==== Source data ====

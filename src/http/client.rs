//! HTTP key source performing OpenID Connect discovery and JWKS retrieval.

// crates.io
use jsonwebtoken::jwk::JwkSet;
use reqwest::{Client, Response, redirect::Policy};
use serde::{Deserialize, de::DeserializeOwned};
use url::Url;
// self
use crate::{_prelude::*, config::IssuerConfig, security, source::KeySource};

/// Path of the discovery document relative to the issuer URL.
pub const DISCOVERY_PATH: &str = ".well-known/openid-configuration";

const ERROR_BODY_LIMIT: usize = 512;

/// Subset of the OpenID provider metadata needed to locate the key set.
#[derive(Clone, Debug, Deserialize)]
pub struct ProviderMetadata {
	/// Issuer identifier advertised by the provider.
	pub issuer: String,
	/// Location of the provider's JWKS document.
	pub jwks_uri: Url,
}

/// [`KeySource`] backed by a shared reqwest client.
#[derive(Clone, Debug)]
pub struct HttpKeySource {
	client: Client,
	max_response_bytes: u64,
	require_https: bool,
}
impl HttpKeySource {
	/// Build a source from the issuer configuration with the default reqwest client.
	pub fn new(config: &IssuerConfig) -> Result<Self> {
		let client = Client::builder()
			.redirect(Policy::limited(3))
			.user_agent(format!("issuer-cache/{}", env!("CARGO_PKG_VERSION")))
			.connect_timeout(Duration::from_secs(5))
			.build()?;

		Ok(Self::with_client(client, config.max_response_bytes, config.require_https))
	}

	/// Build a source around an existing client (primarily for tests).
	pub fn with_client(client: Client, max_response_bytes: u64, require_https: bool) -> Self {
		Self { client, max_response_bytes, require_https }
	}

	/// Fetch and validate the discovery document of `issuer`.
	pub async fn discover(
		&self,
		issuer: &Url,
		attempt_timeout: Duration,
	) -> Result<ProviderMetadata> {
		let metadata: ProviderMetadata =
			self.get_json(&discovery_url(issuer)?, attempt_timeout).await?;

		if trim_issuer(&metadata.issuer) != trim_issuer(issuer.as_str()) {
			return Err(Error::Discovery {
				issuer: issuer.clone(),
				reason: format!("Provider advertises issuer '{}'.", metadata.issuer),
			});
		}
		if self.require_https {
			security::enforce_https(&metadata.jwks_uri)?;
		}

		Ok(metadata)
	}

	async fn get_json<T>(&self, url: &Url, attempt_timeout: Duration) -> Result<T>
	where
		T: DeserializeOwned,
	{
		let start = Instant::now();
		let mut response = self
			.client
			.get(url.clone())
			.header("accept", "application/json")
			.timeout(attempt_timeout)
			.send()
			.await?;
		let status = response.status();

		if !status.is_success() {
			let body = read_capped(&mut response, ERROR_BODY_LIMIT).await.ok().map(
				|(bytes, truncated)| {
					let mut body = String::from_utf8_lossy(&bytes).into_owned();

					if truncated {
						body.push_str("...");
					}

					body
				},
			);

			return Err(Error::HttpStatus { status, url: url.clone(), body });
		}
		if let Some(length) = response.content_length() {
			self.guard_size(length)?;
		}

		let limit = usize::try_from(self.max_response_bytes).unwrap_or(usize::MAX);
		let (bytes, truncated) = read_capped(&mut response, limit).await?;

		if truncated {
			return Err(self.oversized("Streamed response body"));
		}

		tracing::debug!(url = %url, status = %status, elapsed = ?start.elapsed(), "document fetched");

		Ok(serde_json::from_slice(&bytes)?)
	}

	fn guard_size(&self, size: u64) -> Result<()> {
		if size > self.max_response_bytes {
			return Err(self.oversized(&format!("Response size {size} bytes")));
		}

		Ok(())
	}

	fn oversized(&self, what: &str) -> Error {
		Error::Validation {
			field: "max_response_bytes",
			reason: format!(
				"{what} exceeds the configured guard of {limit} bytes.",
				limit = self.max_response_bytes
			),
		}
	}
}
impl KeySource for HttpKeySource {
	async fn fetch_keys(&self, issuer: &Url, attempt_timeout: Duration) -> Result<JwkSet> {
		if self.require_https {
			security::enforce_https(issuer)?;
		}

		let metadata = self.discover(issuer, attempt_timeout).await?;
		let jwks: JwkSet = self.get_json(&metadata.jwks_uri, attempt_timeout).await?;

		tracing::debug!(
			issuer = %issuer,
			jwks_uri = %metadata.jwks_uri,
			keys = jwks.keys.len(),
			"issuer key set fetched"
		);

		Ok(jwks)
	}
}

/// Location of the discovery document for `issuer`.
pub fn discovery_url(issuer: &Url) -> Result<Url> {
	let raw = format!("{}/{DISCOVERY_PATH}", trim_issuer(issuer.as_str()));

	Url::parse(&raw).map_err(|err| Error::Discovery {
		issuer: issuer.clone(),
		reason: format!("Invalid discovery URL '{raw}': {err}."),
	})
}

// Read at most `cap` bytes of the body, reporting whether more remained.
async fn read_capped(response: &mut Response, cap: usize) -> Result<(Vec<u8>, bool)> {
	let mut body = Vec::new();

	while let Some(chunk) = response.chunk().await? {
		let room = cap - body.len();

		if chunk.len() > room {
			body.extend_from_slice(&chunk[..room]);

			return Ok((body, true));
		}

		body.extend_from_slice(&chunk);
	}

	Ok((body, false))
}

fn trim_issuer(issuer: &str) -> &str {
	issuer.trim_end_matches('/')
}
//! Issuer routing and fault-tolerant verification key caching for OpenID Connect token issuers.
//!
//! An [`IssuerManager`] is built once from an [`IssuerConfig`] and maps the `scheme://host` of
//! every configured issuer to a [`VerificationCache`]. Request handling resolves the cache for a
//! request through [`IssuerManager::resolve`] and asks it for the current [`KeySet`].

#![deny(clippy::all, missing_docs, unused_crate_dependencies)]

pub mod cache;
pub mod context;
pub mod domain;
pub mod http;
pub mod keys;
pub mod metrics;
pub mod security;
pub mod source;

mod config;
mod error;
mod registry;
mod _prelude {
	pub use std::{sync::Arc, time::Duration};

	pub use chrono::{DateTime, TimeDelta, Utc};
	pub use tokio::time::Instant;

	pub use crate::{Error, Result};
}

pub use crate::{
	cache::{manager::VerificationCache, state::CacheState},
	config::{
		DEFAULT_CACHE_TTL, DEFAULT_ERROR_TOLERANCE, DEFAULT_MAX_RESPONSE_BYTES, IssuerConfig,
		JitterStrategy, RetryPolicy,
	},
	context::{IssuerContext, IssuerDomain},
	domain::extract_domain_key,
	error::{Error, Result},
	http::client::HttpKeySource,
	keys::KeySet,
	registry::{IssuerManager, IssuerStatus},
	source::KeySource,
};
#[cfg(feature = "prometheus")] pub use crate::metrics::install_default_exporter;
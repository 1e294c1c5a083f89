//! Per-issuer cache entry bookkeeping.

// self
use crate::{
	_prelude::*,
	cache::state::{CacheState, FreshnessWindow},
	keys::KeySet,
};

/// Outcome of a settled fetch, shared by every caller coalesced onto it.
pub type FetchOutcome = std::result::Result<KeySet, Arc<Error>>;

/// Key material and fetch history for a single issuer.
#[derive(Clone, Debug, Default)]
pub struct CacheEntry {
	keys: Option<KeySet>,
	last_success_at: Option<Instant>,
	last_success_wallclock: Option<DateTime<Utc>>,
	last_attempt_at: Option<Instant>,
	last_error: Option<Arc<Error>>,
	error_count: u32,
	generation: u64,
}
impl CacheEntry {
	/// Create an entry that has never been fetched.
	pub fn new() -> Self {
		Self::default()
	}

	/// Current key snapshot, kept across failed refreshes.
	pub fn keys(&self) -> Option<&KeySet> {
		self.keys.as_ref()
	}

	/// Monotonic time of the last successful fetch.
	pub fn last_success_at(&self) -> Option<Instant> {
		self.last_success_at
	}

	/// Wall-clock time of the last successful fetch.
	pub fn last_success_wallclock(&self) -> Option<DateTime<Utc>> {
		self.last_success_wallclock
	}

	/// Monotonic time the last fetch attempt completed, successful or not.
	pub fn last_attempt_at(&self) -> Option<Instant> {
		self.last_attempt_at
	}

	/// Failure of the latest attempt; cleared on success.
	pub fn last_error(&self) -> Option<&Arc<Error>> {
		self.last_error.as_ref()
	}

	/// Consecutive failed attempts.
	pub fn error_count(&self) -> u32 {
		self.error_count
	}

	/// Number of settled attempts; changes on every commit.
	pub fn generation(&self) -> u64 {
		self.generation
	}

	/// Classify the entry at `now`.
	pub fn state(&self, window: &FreshnessWindow, now: Instant) -> CacheState {
		CacheState::classify(window, self.last_success_at, self.last_error.is_some(), now)
	}

	/// Whether `cooldown` has passed since the last attempt.
	pub fn cooldown_elapsed(&self, cooldown: Duration, now: Instant) -> bool {
		self.last_attempt_at.is_none_or(|at| now.saturating_duration_since(at) >= cooldown)
	}

	/// Replace the key snapshot after a successful fetch.
	pub fn record_success(&mut self, keys: KeySet, now: Instant, wallclock: DateTime<Utc>) {
		self.keys = Some(keys);
		self.last_success_at = Some(now);
		self.last_success_wallclock = Some(wallclock);
		self.last_attempt_at = Some(now);
		self.last_error = None;
		self.error_count = 0;
		self.generation = self.generation.wrapping_add(1);
	}

	/// Record a failed fetch; previously fetched keys are kept.
	pub fn record_failure(&mut self, error: Arc<Error>, now: Instant) {
		self.last_attempt_at = Some(now);
		self.last_error = Some(error);
		self.error_count = self.error_count.saturating_add(1);
		self.generation = self.generation.wrapping_add(1);
	}

	/// Outcome of the latest settled attempt, if any attempt settled.
	pub fn outcome(&self) -> Option<FetchOutcome> {
		match (&self.last_error, &self.keys) {
			(Some(error), _) => Some(Err(error.clone())),
			(None, Some(keys)) => Some(Ok(keys.clone())),
			(None, None) => None,
		}
	}
}
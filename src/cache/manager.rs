//! Verification cache coordinating key refresh, coalescing, and error tolerance.

// std
use std::fmt::{Debug, Formatter, Result as FmtResult};
// crates.io
use jsonwebtoken::{TokenData, jwk::JwkSet};
use serde::de::DeserializeOwned;
use tokio::{
	sync::{Mutex, RwLock, watch},
	time,
};
use url::Url;
// self
use crate::{
	_prelude::*,
	cache::{
		entry::{CacheEntry, FetchOutcome},
		state::{CacheState, FreshnessWindow},
	},
	config::RetryPolicy,
	http::{
		client::HttpKeySource,
		retry::{AttemptBudget, RetryExecutor},
	},
	keys::KeySet,
	metrics::{self, IssuerMetrics},
	source::KeySource,
};

type InFlight = watch::Receiver<Option<FetchOutcome>>;

/// Key cache for a single issuer.
///
/// Clones share the same state. At most one fetch runs per cache; callers that need its result
/// wait on a broadcast of the outcome instead of issuing their own request.
pub struct VerificationCache<S = HttpKeySource> {
	inner: Arc<Inner<S>>,
}
impl<S> VerificationCache<S>
where
	S: KeySource,
{
	/// Create an uninitialized cache for `issuer`, routed and labelled by `domain_key`.
	pub fn new(
		issuer: Url,
		domain_key: impl Into<String>,
		source: S,
		window: FreshnessWindow,
		retry_policy: RetryPolicy,
	) -> Self {
		Self {
			inner: Arc::new(Inner {
				issuer,
				domain_key: domain_key.into(),
				source,
				window,
				retry_policy,
				entry: RwLock::new(CacheEntry::new()),
				single_flight: Mutex::new(None),
				metrics: IssuerMetrics::new(),
			}),
		}
	}

	/// Issuer endpoint the keys are fetched from.
	pub fn issuer(&self) -> &Url {
		&self.inner.issuer
	}

	/// Issuer identifier expected in the `iss` claim of tokens.
	pub fn issuer_id(&self) -> &str {
		self.inner.issuer.as_str().trim_end_matches('/')
	}

	/// `scheme://host` routing key the issuer is registered under.
	pub fn domain_key(&self) -> &str {
		&self.inner.domain_key
	}

	/// Freshness window applied to fetched keys.
	pub fn window(&self) -> FreshnessWindow {
		self.inner.window
	}

	/// Per-issuer metrics accumulator.
	pub fn metrics(&self) -> Arc<IssuerMetrics> {
		self.inner.metrics.clone()
	}

	/// Whether both handles refer to the same cache.
	pub fn ptr_eq(&self, other: &Self) -> bool {
		Arc::ptr_eq(&self.inner, &other.inner)
	}

	/// Current lifecycle state.
	pub async fn state(&self) -> CacheState {
		self.inner.entry.read().await.state(&self.inner.window, Instant::now())
	}

	/// Capture the cache entry for status reporting.
	pub async fn snapshot(&self) -> CacheSnapshot {
		let captured_at = Instant::now();
		let captured_at_wallclock = Utc::now();
		let entry = { self.inner.entry.read().await.clone() };
		let state = entry.state(&self.inner.window, captured_at);

		CacheSnapshot { captured_at, captured_at_wallclock, state, entry }
	}

	/// Current verification keys of the issuer.
	///
	/// Fresh keys are returned directly. Stale keys are returned while a single background
	/// refresh runs, and keep being returned after failed refreshes until the error tolerance
	/// window is exhausted. Past that point, or before the first successful fetch, callers wait
	/// for a fetch and receive [`Error::VerificationUnavailable`] when it fails.
	///
	/// Keys left idle beyond TTL plus tolerance are not served, so the first lookup after a long
	/// idle period waits for a fetch and fails closed if the issuer is unreachable.
	#[tracing::instrument(skip(self), fields(issuer = %self.inner.domain_key))]
	pub async fn get_verification_capability(&self) -> Result<KeySet> {
		let now = Instant::now();
		let observed = {
			let entry = self.inner.entry.read().await;

			Observation::capture(&entry, &self.inner, now)
		};

		match (observed.state, observed.keys) {
			(CacheState::Fresh, Some(keys)) => {
				self.observe_hit(false);

				Ok(keys)
			},
			(CacheState::Stale, Some(keys)) if observed.within_tolerance => {
				tracing::debug!("keys are stale; serving them while revalidating");

				self.refresh_in_background(observed.generation).await;
				self.observe_hit(true);

				Ok(keys)
			},
			(CacheState::Degraded, Some(keys)) => {
				if observed.cooldown_elapsed {
					tracing::debug!(
						error_count = observed.error_count,
						"keys degraded; retrying refresh in background"
					);

					self.refresh_in_background(observed.generation).await;
				}

				self.observe_hit(true);

				Ok(keys)
			},
			(CacheState::Failed, _) if !observed.cooldown_elapsed => {
				let source = observed.last_error.unwrap_or_else(|| {
					Arc::new(Error::Cache("Issuer failed without a recorded error.".into()))
				});

				self.observe_unavailable();

				Err(self.unavailable(source))
			},
			_ => self.await_refresh(observed.generation).await,
		}
	}

	/// Verify a compact JWT against the current keys of this issuer.
	pub async fn verify<C>(&self, token: &str, audience: &[&str]) -> Result<TokenData<C>>
	where
		C: DeserializeOwned,
	{
		let keys = self.get_verification_capability().await?;

		keys.verify(token, self.issuer_id(), audience)
	}

	/// Force a refresh and wait for its outcome, joining one that is already running.
	#[tracing::instrument(skip(self), fields(issuer = %self.inner.domain_key))]
	pub async fn refresh(&self) -> Result<KeySet> {
		self.settle(None).await.map_err(|source| Error::Refresh {
			issuer: self.inner.issuer.to_string(),
			source,
		})
	}

	async fn await_refresh(&self, generation: u64) -> Result<KeySet> {
		match self.settle(Some(generation)).await {
			Ok(keys) => {
				self.observe_miss();

				Ok(keys)
			},
			Err(source) => {
				self.observe_unavailable();

				Err(self.unavailable(source))
			},
		}
	}

	async fn refresh_in_background(&self, generation: u64) {
		// Dropping the receiver leaves the spawned refresh running.
		let _ = self.join_refresh(Some(generation)).await;
	}

	async fn settle(&self, seen_generation: Option<u64>) -> FetchOutcome {
		match self.join_refresh(seen_generation).await {
			Join::Settled(outcome) => outcome,
			Join::Pending(in_flight) => wait_outcome(in_flight).await,
		}
	}

	/// Join the in-flight refresh or start one.
	///
	/// When `seen_generation` is given and an attempt settled since the caller read the entry,
	/// that outcome is returned instead of starting another fetch.
	async fn join_refresh(&self, seen_generation: Option<u64>) -> Join {
		let mut slot = self.inner.single_flight.lock().await;

		if let Some(in_flight) = slot.as_ref()
			&& in_flight.has_changed().is_ok()
		{
			return Join::Pending(in_flight.clone());
		}
		if let Some(seen) = seen_generation {
			let entry = self.inner.entry.read().await;

			if entry.generation() != seen
				&& let Some(outcome) = entry.outcome()
			{
				return Join::Settled(outcome);
			}
		}

		let (publisher, in_flight) = watch::channel(None);

		*slot = Some(in_flight.clone());

		drop(slot);

		let cache = self.clone();

		tokio::spawn(async move { cache.run_refresh(publisher).await });

		Join::Pending(in_flight)
	}

	#[tracing::instrument(skip_all, fields(issuer = %self.inner.domain_key))]
	async fn run_refresh(self, publisher: watch::Sender<Option<FetchOutcome>>) {
		let started = Instant::now();
		let fetched = self.fetch_with_retry().await;
		let now = Instant::now();
		let outcome = {
			let mut entry = self.inner.entry.write().await;

			match fetched {
				Ok(jwks) => {
					let keys = KeySet::new(jwks);

					entry.record_success(keys.clone(), now, Utc::now());

					Ok(keys)
				},
				Err(err) => {
					let err = Arc::new(err);

					entry.record_failure(err.clone(), now);

					Err(err)
				},
			}
		};

		match &outcome {
			Ok(keys) => {
				tracing::info!(keys = keys.len(), "issuer keys refreshed");

				self.observe_refresh_success(started.elapsed());
			},
			Err(err) => {
				tracing::warn!(error = %err, "issuer key refresh failed");

				self.observe_refresh_error();
			},
		}

		// Vacate the slot before publishing so late callers see the committed generation.
		*self.inner.single_flight.lock().await = None;

		publisher.send_replace(Some(outcome));
	}

	async fn fetch_with_retry(&self) -> Result<JwkSet> {
		let mut executor = RetryExecutor::new(&self.inner.retry_policy);
		let mut last_error = None;

		while let AttemptBudget::Granted { timeout } = executor.attempt_budget() {
			let attempt = self.inner.source.fetch_keys(&self.inner.issuer, timeout);

			match time::timeout(timeout, attempt).await {
				Ok(Ok(jwks)) => return Ok(jwks),
				Ok(Err(err)) => {
					tracing::debug!(error = %err, "key fetch attempt failed");

					last_error = Some(err);
				},
				Err(_) => {
					tracing::debug!(?timeout, "key fetch attempt timed out");

					last_error = Some(Error::Timeout { url: self.inner.issuer.clone(), timeout });
				},
			}

			match executor.next_backoff() {
				Some(delay) if !delay.is_zero() => time::sleep(delay).await,
				Some(_) => {},
				None => break,
			}
		}

		Err(last_error.unwrap_or_else(|| Error::Cache("Refresh attempts exhausted.".into())))
	}

	fn unavailable(&self, source: Arc<Error>) -> Error {
		Error::VerificationUnavailable { issuer: self.inner.issuer.to_string(), source }
	}

	fn observe_hit(&self, stale: bool) {
		metrics::record_resolve_hit(&self.inner.domain_key, stale);

		self.inner.metrics.record_hit(stale);
	}

	fn observe_miss(&self) {
		metrics::record_resolve_miss(&self.inner.domain_key);

		self.inner.metrics.record_miss();
	}

	fn observe_unavailable(&self) {
		metrics::record_unavailable(&self.inner.domain_key);

		self.inner.metrics.record_unavailable();
	}

	fn observe_refresh_success(&self, duration: Duration) {
		metrics::record_refresh_success(&self.inner.domain_key, duration);

		self.inner.metrics.record_refresh_success(duration);
	}

	fn observe_refresh_error(&self) {
		metrics::record_refresh_error(&self.inner.domain_key);

		self.inner.metrics.record_refresh_error();
	}
}
impl<S> Clone for VerificationCache<S> {
	fn clone(&self) -> Self {
		Self { inner: self.inner.clone() }
	}
}
impl<S> Debug for VerificationCache<S> {
	fn fmt(&self, f: &mut Formatter<'_>) -> FmtResult {
		f.debug_struct("VerificationCache")
			.field("issuer", &self.inner.issuer.as_str())
			.field("domain_key", &self.inner.domain_key)
			.field("window", &self.inner.window)
			.finish_non_exhaustive()
	}
}

/// Snapshot of cache state captured for status reporting.
#[derive(Clone, Debug)]
pub struct CacheSnapshot {
	/// Monotonic instant when the snapshot was taken.
	pub captured_at: Instant,
	/// Wall-clock timestamp that aligns with `captured_at`.
	pub captured_at_wallclock: DateTime<Utc>,
	/// State classified at capture time.
	pub state: CacheState,
	/// Entry contents at capture time.
	pub entry: CacheEntry,
}
impl CacheSnapshot {
	/// Convert a monotonic instant recorded by the cache into UTC.
	pub fn to_datetime(&self, instant: Instant) -> Option<DateTime<Utc>> {
		if let Some(delta) = instant.checked_duration_since(self.captured_at) {
			let chrono = TimeDelta::from_std(delta).ok()?;

			self.captured_at_wallclock.checked_add_signed(chrono)
		} else if let Some(delta) = self.captured_at.checked_duration_since(instant) {
			let chrono = TimeDelta::from_std(delta).ok()?;

			self.captured_at_wallclock.checked_sub_signed(chrono)
		} else {
			None
		}
	}
}

struct Inner<S> {
	issuer: Url,
	domain_key: String,
	source: S,
	window: FreshnessWindow,
	retry_policy: RetryPolicy,
	entry: RwLock<CacheEntry>,
	single_flight: Mutex<Option<InFlight>>,
	metrics: Arc<IssuerMetrics>,
}

struct Observation {
	state: CacheState,
	keys: Option<KeySet>,
	generation: u64,
	error_count: u32,
	within_tolerance: bool,
	cooldown_elapsed: bool,
	last_error: Option<Arc<Error>>,
}
impl Observation {
	fn capture<S>(entry: &CacheEntry, inner: &Inner<S>, now: Instant) -> Self {
		Self {
			state: entry.state(&inner.window, now),
			keys: entry.keys().cloned(),
			generation: entry.generation(),
			error_count: entry.error_count(),
			within_tolerance: entry
				.last_success_at()
				.is_some_and(|at| inner.window.within_tolerance(at, now)),
			cooldown_elapsed: entry.cooldown_elapsed(inner.retry_policy.failure_cooldown, now),
			last_error: entry.last_error().cloned(),
		}
	}
}

enum Join {
	Settled(FetchOutcome),
	Pending(InFlight),
}

async fn wait_outcome(mut in_flight: InFlight) -> FetchOutcome {
	match in_flight.wait_for(Option::is_some).await {
		Ok(settled) => (*settled).clone().unwrap_or_else(refresh_lost),
		Err(_) => refresh_lost(),
	}
}

fn refresh_lost() -> FetchOutcome {
	Err(Arc::new(Error::Cache("Refresh task ended without publishing an outcome.".into())))
}
//! Integration coverage for routing requests to issuers and inspecting their status.

// crates.io
use http::Request;
use issuer_cache::{
	CacheState, Error, IssuerConfig, IssuerDomain, IssuerManager, Result, RetryPolicy,
};
use wiremock::{
	Mock, MockServer, ResponseTemplate,
	matchers::{method, path},
};

fn jwks(kid: &str) -> serde_json::Value {
	serde_json::json!({
		"keys": [{ "kty": "oct", "kid": kid, "alg": "HS256", "k": "c2VjcmV0LWZvci1yb3V0aW5n" }]
	})
}

async fn issuer_server(kid: &str) -> MockServer {
	let server = MockServer::start().await;

	Mock::given(method("GET"))
		.and(path("/.well-known/openid-configuration"))
		.respond_with(ResponseTemplate::new(200).set_body_json(serde_json::json!({
			"issuer": server.uri(),
			"jwks_uri": format!("{}/jwks", server.uri()),
		})))
		.expect(1)
		.mount(&server)
		.await;
	Mock::given(method("GET"))
		.and(path("/jwks"))
		.respond_with(ResponseTemplate::new(200).set_body_json(jwks(kid)))
		.expect(1)
		.mount(&server)
		.await;

	server
}

fn config(issuers: &[&MockServer]) -> IssuerConfig {
	let addrs: Vec<String> = issuers.iter().map(|server| server.uri()).collect();

	IssuerConfig::new(addrs.join(" "))
		.with_retry_policy(RetryPolicy { max_retries: 0, ..RetryPolicy::default() })
}

#[tokio::test]
async fn routes_requests_by_issuer_domain_extension() -> Result<()> {
	let _ = tracing_subscriber::fmt::try_init();

	let server_a = issuer_server("issuer-a").await;
	let server_b = issuer_server("issuer-b").await;
	let manager = IssuerManager::build(&config(&[&server_a, &server_b]))?;

	assert_eq!(manager.len(), 2);

	let mut request = Request::builder().uri("/api/resource").body(()).expect("request");

	request.extensions_mut().insert(IssuerDomain::new(format!("{}/realms/b", server_b.uri())));

	let routed = manager.resolve(&request)?;
	let keys = routed.get_verification_capability().await?;

	assert_eq!(keys.key_ids().collect::<Vec<_>>(), ["issuer-b"]);

	let unrouted = Request::builder().uri("/api/resource").body(()).expect("request");
	let fallback = manager.resolve(&unrouted)?;

	assert!(fallback.ptr_eq(manager.default_issuer().expect("default issuer")));

	let keys = fallback.get_verification_capability().await?;

	assert_eq!(keys.key_ids().collect::<Vec<_>>(), ["issuer-a"]);

	// Served from cache; the mocks expect a single fetch each.
	manager.resolve(&request)?.get_verification_capability().await?;
	manager.resolve(&unrouted)?.get_verification_capability().await?;

	server_a.verify().await;
	server_b.verify().await;

	Ok(())
}

#[tokio::test]
async fn warm_up_and_statuses_reflect_each_issuer() -> Result<()> {
	let _ = tracing_subscriber::fmt::try_init();

	let healthy = issuer_server("healthy").await;
	let broken = MockServer::start().await;

	Mock::given(method("GET"))
		.respond_with(ResponseTemplate::new(503))
		.mount(&broken)
		.await;

	let manager = IssuerManager::build(&config(&[&healthy, &broken]))?;

	assert_eq!(manager.warm().await, 1);

	let statuses = manager.statuses().await;
	let healthy_status = statuses
		.iter()
		.find(|status| status.domain_key == healthy.uri())
		.expect("healthy status");
	let broken_status =
		statuses.iter().find(|status| status.domain_key == broken.uri()).expect("broken status");

	assert_eq!(healthy_status.state, CacheState::Fresh);
	assert_eq!(healthy_status.key_count, 1);
	assert!(healthy_status.last_success.is_some());
	assert_eq!(broken_status.state, CacheState::Failed);
	assert_eq!(broken_status.error_count, 1);
	assert!(broken_status.last_error.as_deref().is_some_and(|err| err.contains("503")));

	let err = manager
		.resolve(&IssuerDomain::new(broken.uri()))?
		.get_verification_capability()
		.await
		.expect_err("issuer is down");

	assert!(matches!(err, Error::VerificationUnavailable { .. }));

	healthy.verify().await;

	Ok(())
}

#[tokio::test]
async fn unconfigured_manager_reports_no_issuer() -> Result<()> {
	let manager = IssuerManager::build(&IssuerConfig::new(""))?;
	let request = Request::builder().body(()).expect("request");

	assert!(manager.is_empty());
	assert!(matches!(manager.resolve(&request), Err(Error::NoIssuerConfigured { domain: None })));

	Ok(())
}

#[tokio::test]
async fn malformed_issuer_url_rejects_configuration() {
	let err = IssuerManager::build(&IssuerConfig::new("https://idp.example.com ://missing-scheme"))
		.expect_err("malformed issuer");

	assert!(matches!(err, Error::Configuration { .. }));
}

====

In the records above, find the line with "pub fn state(&self, window: &FreshnessWindow, now: Instant)"; write out exactly that line and each one after it, stopping after the line with "a successful fetch.".

	pub fn state(&self, window: &FreshnessWindow, now: Instant) -> CacheState {
		CacheState::classify(window, self.last_success_at, self.last_error.is_some(), now)
	}

	/// Whether `cooldown` has passed since the last attempt.
	pub fn cooldown_elapsed(&self, cooldown: Duration, now: Instant) -> bool {
		self.last_attempt_at.is_none_or(|at| now.saturating_duration_since(at) >= cooldown)
	}

	/// Replace the key snapshot after a successful fetch.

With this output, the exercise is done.